Hubert, 71 ans, consulte car, depuis quelques semaines, il présente une gingivite.
Comme le chirurgien-dentiste ne peut pas le prendre en charge rapidement, il souhaite recevoir un traitement du fait de la douleur qu'il ressent.
Nous connaissons très bien ce patient, même s’il consulte peu le corps médical, car nous le prenons souvent en charge en urgence : du fait d’une alcoolisation importante, ou parfois d’une dyspnée secondaire à une décompensation d’une BPCO (grand tabagique).
À l’examen de la cavité buccale de ce patient, dont l’hygiène dentaire est déplorable, nous remarquons un placard blanc au niveau de la partie latérale de la langue.
Compte tenu des addictions de ce patient, mais aussi de la présence de cette lésion linguale, qui est une leucoplasie, nous insistons sur le fait qu’il risque de graves problèmes de santé en refusant tout sevrage de son alcool et de son tabagisme.
INTRODUCTION
La leucoplasie est une affection observée le plus fréquemment au niveau de la muqueuse buccale (face interne des joues, de la commissure de la bouche, des lèvres, des gencives, du plancher buccal ou de la langue). Les muqueuses génitales peuvent aussi être concernées.

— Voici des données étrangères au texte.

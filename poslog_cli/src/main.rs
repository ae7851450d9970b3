#![cfg_attr(all(not(debug_assertions), not(test)), deny(warnings))]
#![cfg_attr(
    all(not(debug_assertions), not(test)),
    deny(clippy::all, clippy::pedantic, clippy::nursery)
)]
#![allow(clippy::module_name_repetitions, clippy::missing_errors_doc)]
#![cfg_attr(not(test), deny(clippy::unwrap_used, clippy::expect_used))]
//! Command-line front end for the position logger.

mod cli;
mod error_fmt;
mod run;

use clap::Parser;
use cli::{Cli, Commands, FILE_GUARD, JSON_MODE};
use eyre::{Result, WrapErr};
use poslog_config::{Config, Logging};
use tracing_subscriber::layer::SubscriberExt;
use tracing_subscriber::util::SubscriberInitExt;
use tracing_subscriber::{fmt, EnvFilter, Layer, Registry};

fn main() {
    if let Err(err) = try_main() {
        if JSON_MODE.get().copied().unwrap_or(false) {
            eprintln!("{}", error_fmt::json_error(&err));
        } else {
            eprintln!("{}", error_fmt::humanize(&err));
        }
        std::process::exit(1);
    }
}

fn try_main() -> Result<()> {
    color_eyre::install()?;
    let cli = Cli::parse();
    let _ = JSON_MODE.set(cli.json);

    let cfg = load_config(&cli)?;
    init_tracing(cli.json, &cli.log_level, &cfg.logging)?;

    match cli.cmd {
        Commands::Run {
            playback,
            out,
            record,
            ticks,
            summary,
        } => run::run(&cfg, &playback, out, record, ticks, summary),
        Commands::Log { playback } => run::log_once(&cfg, &playback),
        Commands::Show { file } => run::show(&file),
    }
}

/// Read and validate the config. Only the untouched default path may be
/// absent (read-only commands still work then); an explicitly given
/// missing path is an error, not a silent run with everything disabled.
fn load_config(cli: &Cli) -> Result<Config> {
    if !cli.config.exists() {
        if cli.config == std::path::Path::new(cli::DEFAULT_CONFIG) {
            return Ok(Config::default());
        }
        eyre::bail!("config file not found: {}", cli.config.display());
    }
    let raw = std::fs::read_to_string(&cli.config)
        .wrap_err_with(|| format!("read config {}", cli.config.display()))?;
    let cfg: Config = toml::from_str(&raw)
        .map_err(|e| eyre::eyre!("parse config {}: {e}", cli.config.display()))?;
    cfg.validate()?;
    Ok(cfg)
}

/// Console layer honoring --json/--log-level, plus an optional JSON file
/// layer from the [logging] config section. Console output goes to
/// stderr so stdout stays clean for command output.
fn init_tracing(json: bool, level: &str, logging: &Logging) -> Result<()> {
    let directive = logging.level.as_deref().unwrap_or(level);
    let filter = EnvFilter::try_new(directive)
        .map_err(|e| eyre::eyre!("invalid log level '{directive}': {e}"))?;

    let mut layers: Vec<Box<dyn Layer<Registry> + Send + Sync>> = Vec::new();
    layers.push(filter.boxed());
    if json {
        layers.push(fmt::layer().json().with_writer(std::io::stderr).boxed());
    } else {
        layers.push(fmt::layer().with_writer(std::io::stderr).boxed());
    }

    if let Some(file) = &logging.file {
        let path = std::path::Path::new(file);
        let dir = match path.parent() {
            Some(p) if !p.as_os_str().is_empty() => p,
            _ => std::path::Path::new("."),
        };
        let name = path
            .file_name()
            .ok_or_else(|| eyre::eyre!("logging.file has no file name: '{file}'"))?;
        let appender = match logging.rotation.as_deref() {
            None | Some("never") => tracing_appender::rolling::never(dir, name),
            Some("daily") => tracing_appender::rolling::daily(dir, name),
            Some("hourly") => tracing_appender::rolling::hourly(dir, name),
            Some(other) => {
                eyre::bail!("logging.rotation must be never|daily|hourly, got '{other}'")
            }
        };
        let (writer, guard) = tracing_appender::non_blocking(appender);
        let _ = FILE_GUARD.set(guard);
        layers.push(fmt::layer().json().with_writer(writer).boxed());
    }

    tracing_subscriber::registry().with(layers).init();
    Ok(())
}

Sur un plan épidémiologique, sa prévalence est comprise entre 0,2 et 4 % de la population et touche préférentiellement les hommes ayant plus de 50 ans.
Des facteurs de risque peuvent expliquer la survenue de ces lésions : tabagisme (risque multiplié par six), consommation excessive d’alcool (dans 75 % des cas), mastication de noix de bétel, mauvaise hygiène de vie, VIH, candidose chronique, photoexposition pour les lèvres.
SYMPTOMATOLOGIE
Deux formes sont classiquement décrites :
La forme homogène
Elle est constituée d’une plaque peu épaisse de couleur blanche, uniforme, lisse, molle et bien limitée. Sa palpation est indolore et elle ne peut pas se détacher lors du grattage.
La forme dite inhomogène
On observe un placard ayant un contour irrégulier. L’épaisseur de la lésion varie, tout comme l’aspect, qui peut être verruqueux, parfois ulcéré, nodulaire ou polypoïde.
La couleur peut être blanche, mais aussi érythémateuse (on parle alors d’érythroplasie).
Comme pour la forme homogène, la lésion ne peut pas se détacher lors du grattage.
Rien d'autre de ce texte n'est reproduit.